尽管如此,我还是不能完完全全接受免色的话并为之欢喜。也许因为他凝视画时那肉食鸟一般锐利的眼神在我心头投下一缕阴影。

“那么,对这幅画免色先生您是中意的了?”我再次询问以确认事实。

“不言而喻的事!这是真有价值的作品。以我为模特、为主题能画出如此出类拔萃遒劲有力的作品,实属喜出望外。不用说,作为委托人请允许我取回这幅画。这当然是可以的吧?”

“嗯,不过作为我……”

免色迅速扬手打断我的话。“这样,如你方便,为了庆贺这幅绝妙画作的诞生,不日我想请你光临寒舍,尊意如何?用老式说法,小酌一杯。如果这不让你为难的话。”

“当然谈不上什么为难。可是即使不特意劳您如此费心,也足以……”

“不不,是我 想这样做。两人庆祝一下这幅画的完成。来我家吃一次晚饭好吗?像模像样的做不来,只是个不起眼的庆祝宴会。就你我两人,没有别人。当然厨师和调酒师另当别论……”

“厨师和调酒师?”

“早川渔港附近有一家我多年前就熟悉的法国餐馆。餐馆休息那天把厨师和调酒师叫到这边来。厨师手腕相当过硬,能用鲜鱼做出非常有趣的菜式。说实话,我早就想在家里招待你一次——和这幅画无关——一直做这个准备。不过,时机真是再巧不过!”

为了不把惊愕在脸上表现出来是要付出些许努力的。做这样的筹划到底要花费多少,我揣度不出。而对于免色,大概属于通常范围,或至少不是偏离正轨之举。

免色说:“比如四天后如何呢?星期二晚上。如果得便,我就这样安排。”

“星期二晚上没有特别约定。”我说。

“那好,星期二,一言为定!”他说,“那么,这就把画带回去可以吗?如果可能,想在你来我家之前好好镶框挂在墙上。”

“免色先生,您果真在这幅画中看见了自己的脸庞?”我再次询问。

“理所当然!”免色以费解的眼神看着我说,“当然在这画中看见了我的脸,真真切切。还是说你在这里画了别的什么?”

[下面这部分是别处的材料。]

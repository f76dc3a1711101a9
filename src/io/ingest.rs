//! CSV ingest into polars frames.
//!
//! Every input file is a headered CSV. Column types are inferred from the whole
//! file, so a day column is `i64` unless some cell needs a float. Empty cells
//! are nulls. Dates stay text here; `clean_calendar` parses them. Header names
//! are trimmed (the UTF-8 BOM some tools emit is skipped by the reader).

use std::fs::File;
use std::path::Path;

use polars::io::mmap::MmapBytesReader;
use polars::prelude::*;
use tracing::debug;

use crate::domain::{DataPaths, Dataset};
use crate::error::{TableError, TableResult};

/// Read a headered CSV file into a [`DataFrame`].
pub fn read_table(path: &Path) -> TableResult<DataFrame> {
    let file = File::open(path).map_err(|source| TableError::Io {
        path: path.display().to_string(),
        source,
    })?;
    let frame = read_table_from_reader(file, &path.display().to_string())?;
    debug!(path = %path.display(), rows = frame.height(), cols = frame.width(), "read table");
    Ok(frame)
}

/// Read headered CSV from any seekable reader; `source` names it in errors.
pub fn read_table_from_reader<R>(reader: R, source: &str) -> TableResult<DataFrame>
where
    R: MmapBytesReader,
{
    let csv_error = |e: PolarsError| TableError::Csv {
        path: source.to_string(),
        source: e,
    };

    let mut frame = CsvReadOptions::default()
        .with_has_header(true)
        .with_infer_schema_length(None)
        .into_reader_with_file_handle(reader)
        .finish()
        .map_err(csv_error)?;

    let names: Vec<String> = frame
        .get_column_names_str()
        .into_iter()
        .map(normalize_header_name)
        .collect();
    frame.set_column_names(names).map_err(csv_error)?;
    Ok(frame)
}

/// Load the calendar and sales tables (and prices, when configured).
pub fn read_tables(paths: &DataPaths) -> TableResult<Dataset> {
    let calendar = read_table(&paths.calendar)?;
    let sales = read_table(&paths.sales)?;
    let prices = paths.prices.as_deref().map(read_table).transpose()?;
    Ok(Dataset {
        calendar,
        sales,
        prices,
    })
}

fn normalize_header_name(name: &str) -> String {
    name.trim().trim_start_matches('\u{feff}').to_string()
}

#[cfg(test)]
mod tests {
    use super::*;
    use crate::domain::frame::text_values;
    use std::io::Cursor;

    fn parse(csv: &str) -> DataFrame {
        read_table_from_reader(Cursor::new(csv.as_bytes()), "inline").unwrap()
    }

    #[test]
    fn infers_int_float_and_text_columns() {
        let frame = parse(
            "id,dept_id,d_1,sell_price\n\
             A_validation,FOODS_1,3,1.25\n\
             B_validation,FOODS_2,0,\n",
        );
        assert_eq!(frame.shape(), (2, 4));
        assert_eq!(frame.column("id").unwrap().dtype(), &DataType::String);
        assert_eq!(frame.column("d_1").unwrap().dtype(), &DataType::Int64);
        let price = frame.column("sell_price").unwrap();
        assert_eq!(price.dtype(), &DataType::Float64);
        assert_eq!(price.f64().unwrap().get(0), Some(1.25));
        assert_eq!(price.f64().unwrap().get(1), None);
    }

    #[test]
    fn headers_are_trimmed_and_bom_stripped() {
        let frame = parse("\u{feff}date , d\n2011-01-29,d_1\n");
        assert_eq!(frame.get_column_names_str(), ["date", "d"]);
        assert_eq!(
            text_values(&frame, "date").unwrap(),
            [Some("2011-01-29".to_string())]
        );
    }

    #[test]
    fn empty_cells_are_nulls() {
        let frame = parse("event_name_1,d\n,d_1\nSuperBowl,d_2\n");
        assert_eq!(
            text_values(&frame, "event_name_1").unwrap(),
            [None, Some("SuperBowl".to_string())]
        );
    }

    #[test]
    fn all_empty_column_is_text() {
        let frame = parse("event_name_2,d\n,d_1\n,d_2\n");
        let events = frame.column("event_name_2").unwrap();
        assert_eq!(events.dtype(), &DataType::String);
        assert_eq!(events.null_count(), 2);
    }

    #[test]
    fn rows_with_extra_fields_fail() {
        let err = read_table_from_reader(Cursor::new("a,b\n1,2\n3,4,5\n".as_bytes()), "inline")
            .unwrap_err();
        assert!(matches!(err, TableError::Csv { path, .. } if path == "inline"));
    }

    #[test]
    fn missing_file_is_io_error() {
        let err = read_table(Path::new("/definitely/not/here.csv")).unwrap_err();
        assert!(matches!(err, TableError::Io { .. }));
    }
}
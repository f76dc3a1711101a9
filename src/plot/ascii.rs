//! ASCII/Unicode plotting for terminal output.
//!
//! This is intentionally "dumb" (fixed-size grid per panel), optimized for:
//! - quick visual sanity checks in a terminal
//! - deterministic output (helpful for golden tests)
//!
//! Panel elements:
//! - series: `-` line
//! - histogram: `#` bars
//! - correlograms: `|` stems with `o` tips, `.` confidence band, `-` zero line

use crate::plot::{Axes, Figure, Panel};

/// Gap between the two panels of a row.
const GUTTER: &str = " | ";

/// Render the whole figure as a 2x2 grid of text panels.
///
/// `width` is the total line width; each panel gets half of it. `height` is the
/// plot height of a single panel (its header line comes on top).
pub fn render_ascii_figure(figure: &Figure, width: usize, height: usize) -> String {
    let panel_width = (width.saturating_sub(GUTTER.len()) / 2).max(10);
    let rows = [[&figure.ts, &figure.hist], [&figure.acf, &figure.pacf]];

    let mut out = String::new();
    for (i, [left, right]) in rows.into_iter().enumerate() {
        if i > 0 {
            out.push('\n');
        }
        let left = render_panel(left, panel_width, height);
        let right = render_panel(right, panel_width, height);
        for (l, r) in left.iter().zip(&right) {
            out.push_str(l);
            out.push_str(GUTTER);
            out.push_str(r.trim_end());
            out.push('\n');
        }
    }
    out
}

/// Render one panel: a header line followed by `height` grid rows, each exactly
/// `width` characters.
pub fn render_panel(axes: &Axes, width: usize, height: usize) -> Vec<String> {
    let width = width.max(10);
    let height = height.max(3);
    let (x_min, x_max) = axes.xlim;
    let (y_min, y_max) = axes.ylim;

    let mut grid = vec![vec![' '; width]; height];
    let view = View {
        x_min,
        x_max,
        y_min,
        y_max,
        width,
        height,
    };

    match &axes.panel {
        Panel::Line { values, .. } => {
            let points: Vec<(f64, f64)> = values
                .iter()
                .enumerate()
                .filter(|(_, v)| v.is_finite())
                .map(|(i, &v)| (i as f64, v))
                .collect();
            draw_curve(&mut grid, &points, &view);
        }
        Panel::Histogram(hist) => {
            let bins = hist.bins();
            for (i, (left, right, count)) in hist.iter_bins().enumerate() {
                if count == 0 {
                    continue;
                }
                let c0 = view.x(left);
                let c1 = if i + 1 == bins { view.x(right) + 1 } else { view.x(right) };
                let top = view.y(count as f64);
                for row in grid.iter_mut().skip(top) {
                    for cell in row.iter_mut().take(c1.min(width)).skip(c0) {
                        *cell = '#';
                    }
                }
            }
        }
        Panel::Correlogram { values, band } => {
            let zero = view.y(0.0);
            for (k, &v) in values.iter().enumerate() {
                let x = view.x(k as f64);
                let tip = view.y(v);
                draw_line(&mut grid, x, zero, x, tip, '|');
                grid[tip][x] = 'o';
            }
            for (k, &b) in band.iter().enumerate().skip(1) {
                let x = view.x(k as f64);
                for y in [view.y(b), view.y(-b)] {
                    if grid[y][x] == ' ' {
                        grid[y][x] = '.';
                    }
                }
            }
            for cell in grid[zero].iter_mut() {
                if *cell == ' ' {
                    *cell = '-';
                }
            }
        }
    }

    let mut header = format!(
        "{} | x=[{x_min:.2}, {x_max:.2}] y=[{y_min:.2}, {y_max:.2}]",
        axes.title
    );
    header = fit_width(&header, width);

    let mut lines = Vec::with_capacity(height + 1);
    lines.push(header);
    lines.extend(grid.into_iter().map(|row| row.into_iter().collect::<String>()));
    lines
}

/// Grid mapping for one panel.
struct View {
    x_min: f64,
    x_max: f64,
    y_min: f64,
    y_max: f64,
    width: usize,
    height: usize,
}

impl View {
    fn x(&self, x: f64) -> usize {
        map_x(x, self.x_min, self.x_max, self.width)
    }

    fn y(&self, y: f64) -> usize {
        map_y(y, self.y_min, self.y_max, self.height)
    }
}

/// Pad or truncate to exactly `width` characters.
fn fit_width(s: &str, width: usize) -> String {
    let mut out: String = s.chars().take(width).collect();
    let len = out.chars().count();
    out.extend(std::iter::repeat_n(' ', width - len));
    out
}

fn map_x(x: f64, x_min: f64, x_max: f64, width: usize) -> usize {
    let width = width.max(2);
    let span = x_max - x_min;
    if !(span > 0.0) {
        return 0;
    }
    let u = ((x - x_min) / span).clamp(0.0, 1.0);
    (u * (width as f64 - 1.0)).round() as usize
}

fn map_y(y: f64, y_min: f64, y_max: f64, height: usize) -> usize {
    let height = height.max(2);
    let span = y_max - y_min;
    if !(span > 0.0) {
        return height - 1;
    }
    let u = ((y - y_min) / span).clamp(0.0, 1.0);
    // y=top is max -> row 0
    (height as f64 - 1.0 - (u * (height as f64 - 1.0))).round() as usize
}

fn draw_curve(grid: &mut [Vec<char>], curve: &[(f64, f64)], view: &View) {
    let mut prev = None;
    for &(x, y) in curve {
        let cx = view.x(x);
        let cy = view.y(y);
        if let Some((x0, y0)) = prev {
            draw_line(grid, x0, y0, cx, cy, '-');
        } else {
            grid[cy][cx] = '-';
        }
        prev = Some((cx, cy));
    }
}

/// Integer line drawing (Bresenham-ish).
fn draw_line(grid: &mut [Vec<char>], x0: usize, y0: usize, x1: usize, y1: usize, ch: char) {
    let mut x0 = x0 as isize;
    let mut y0 = y0 as isize;
    let x1 = x1 as isize;
    let y1 = y1 as isize;

    let dx = (x1 - x0).abs();
    let sx = if x0 < x1 { 1 } else { -1 };
    let dy = -(y1 - y0).abs();
    let sy = if y0 < y1 { 1 } else { -1 };
    let mut err = dx + dy;

    loop {
        if y0 >= 0
            && (y0 as usize) < grid.len()
            && x0 >= 0
            && (x0 as usize) < grid[0].len()
            && grid[y0 as usize][x0 as usize] == ' '
        {
            grid[y0 as usize][x0 as usize] = ch;
        }

        if x0 == x1 && y0 == y1 {
            break;
        }
        let e2 = 2 * err;
        if e2 >= dy {
            err += dy;
            x0 += sx;
        }
        if e2 <= dx {
            err += dx;
            y0 += sy;
        }
    }
}
//! Top-level application orchestration.
//!
//! `src/main.rs` is intentionally tiny; this module is the "real main" that:
//! - parses CLI arguments
//! - loads and cleans the input tables
//! - assembles item series and diagnostic figures
//! - prints reports/plots
//! - writes optional exports

use clap::Parser;
use tracing::info;

use crate::cli::picker::{item_ids, prompt_for_item};
use crate::cli::{Command, DataArgs, PlotArgs, SampleArgs, SeriesArgs};
use crate::data::sample::{generate_dataset, SampleConfig};
use crate::domain::Dataset;
use crate::error::AppError;

pub mod pipeline;

/// Entry point for the `sts` binary.
pub fn run() -> Result<(), AppError> {
    // We want `sts` and `sts -i ITEM` to behave like `sts tui ...`.
    //
    // Clap requires a subcommand name, so we do a small, explicit rewrite of the
    // argv list before parsing. This preserves a clean clap structure while
    // retaining the requested UX.
    let argv = rewrite_args(std::env::args().collect());
    let cli = crate::cli::Cli::parse_from(argv);

    match cli.command {
        Command::Clean(args) => handle_clean(args),
        Command::Series(args) => handle_series(args),
        Command::Plot(args) => handle_plot(args),
        Command::Tui(args) => crate::tui::run(args),
        Command::Sample(args) => handle_sample(args),
    }
}

fn handle_clean(args: DataArgs) -> Result<(), AppError> {
    let data = pipeline::load_clean(&args.paths(true))?;

    println!("{}", crate::report::format_table_overview("calendar", &data.calendar));
    println!("{}", crate::report::format_table_overview("sales", &data.sales));
    if let Some(prices) = &data.prices {
        println!("{}", crate::report::format_table_overview("prices", prices));
    }
    Ok(())
}

fn handle_series(args: SeriesArgs) -> Result<(), AppError> {
    let data = pipeline::load_clean(&args.data.paths(false))?;
    let item = resolve_item(args.item, &data)?;
    let run = pipeline::run_series(&data, &item)?;

    println!("{}", crate::report::format_series_summary(&run.summary));

    if let Some(path) = &args.export {
        crate::io::write_table_csv(path, &run.frame)?;
        info!(path = %path.display(), rows = run.frame.height(), "exported item table");
    }
    Ok(())
}

fn handle_plot(args: PlotArgs) -> Result<(), AppError> {
    let figure = match &args.figure {
        Some(path) => crate::io::read_figure_json(path)?,
        None => {
            let data = pipeline::load_clean(&args.data.paths(false))?;
            let item = resolve_item(args.item.clone(), &data)?;
            let series = pipeline::item_series(&data, &item)?;
            let title = args.title.as_deref().unwrap_or(&item);
            pipeline::run_plot(&series, title, &args.plot_options())?
        }
    };

    if !args.no_plot {
        println!(
            "{}",
            crate::plot::ascii::render_ascii_figure(&figure, args.width, args.height)
        );
    }
    if args.correlogram {
        println!("{}", crate::report::format_correlogram(&figure));
    }

    // Optional exports.
    if let Some(path) = &args.svg {
        crate::plot::svg::render_svg_file(&figure, path)?;
        info!(path = %path.display(), "wrote SVG figure");
    }
    if let Some(path) = &args.save_figure {
        crate::io::write_figure_json(path, &figure)?;
        info!(path = %path.display(), "saved figure JSON");
    }
    Ok(())
}

fn handle_sample(args: SampleArgs) -> Result<(), AppError> {
    let config = SampleConfig {
        days: args.days,
        items: args.items,
        store_id: args.store,
        seed: args.seed,
        ..SampleConfig::default()
    };
    let dataset = generate_dataset(&config)?;
    let paths = crate::io::write_dataset(&dataset, &args.out)?;

    println!(
        "Wrote {} items x {} days to {}",
        config.items,
        config.days,
        args.out.display()
    );
    println!("  calendar: {}", paths.calendar.display());
    println!("  sales:    {}", paths.sales.display());
    if let Some(prices) = &paths.prices {
        println!("  prices:   {}", prices.display());
    }
    Ok(())
}

/// Use the `--item` flag when given, else ask interactively.
fn resolve_item(flag: Option<String>, data: &Dataset) -> Result<String, AppError> {
    match flag {
        Some(item) => Ok(item),
        None => prompt_for_item(&item_ids(&data.sales)?),
    }
}

/// Rewrite argv so `sts` defaults to `sts tui`.
///
/// Rules:
/// - `sts`                      -> `sts tui`
/// - `sts -i ITEM ...`          -> `sts tui -i ITEM ...`
/// - `sts --help/--version/-h`  -> unchanged (show top-level help/version)
fn rewrite_args(mut argv: Vec<String>) -> Vec<String> {
    let Some(arg1) = argv.get(1).cloned() else {
        argv.push("tui".to_string());
        return argv;
    };

    let is_top_level_help_or_version = matches!(
        arg1.as_str(),
        "-h" | "--help" | "-V" | "--version" | "help"
    );
    if is_top_level_help_or_version {
        return argv;
    }

    let is_subcommand = matches!(arg1.as_str(), "clean" | "series" | "plot" | "tui" | "sample");
    if is_subcommand {
        return argv;
    }

    // If the first token is a flag, treat it as "tui flags".
    if arg1.starts_with('-') {
        argv.insert(1, "tui".to_string());
        return argv;
    }

    // Otherwise, leave as-is.
    argv
}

“明白了。”我说。此外别无我能说的。“本来就是受您之托画的。如果中意,那么作品就已经是您的,您自由处理就是。只是,颜料还没干,所以运送务请小心。另外,装框也最好再等等,最好两个星期干了以后。”

“知道了。一定小心对待。镶框推后。”

临回去时他在门口伸出手。久违的握手。他脸上漾出心满意足的微笑。

“那么,星期二见!傍晚六点派车接你。”

“对了,晚餐不请木乃伊?”我问免色。至于为什么说这个,原因我也不清楚。但木乃伊倏然闪出脑海,于是冲口而出。

免色探寻似的看我:“木乃伊?到底指的什么呢?”

“那个石室中理应有的木乃伊。天天夜里弄出铃声,却只留下铃消失去了哪里。该称即身佛的吧?没准他也想被请到府上,一如《唐璜》中的骑士团长雕像。”

略一沉吟,免色现出终于恍然大悟般明朗的笑容。“果然。一如唐璜招待骑士团长雕像,我招待木乃伊参加晚餐如何——是这个意思吧?”

“正是,这也可能是什么缘分。”

“好的,我是一点也不介意。庆功会!如果木乃伊有意,欢迎光临。想必成为极有意味的晚餐。不过,餐后甜点上什么好呢?”说着,他开心地笑了。“问题只是,本人形象看不见。本人不在场,作为我也是无法招待。”

“那自然。”我说,“不过,未必只有眼睛看得见的是现实。不是这样的吗?”

免色如获至宝地双手把画抱到车上。先从后备厢中取出毛毯铺在副驾驶位,然后让画躺在上面以免颜料沾掉。又用细带和两个纸壳箱小心牢牢固定。一切深得要领。总之车的后备厢似乎常备种种用具。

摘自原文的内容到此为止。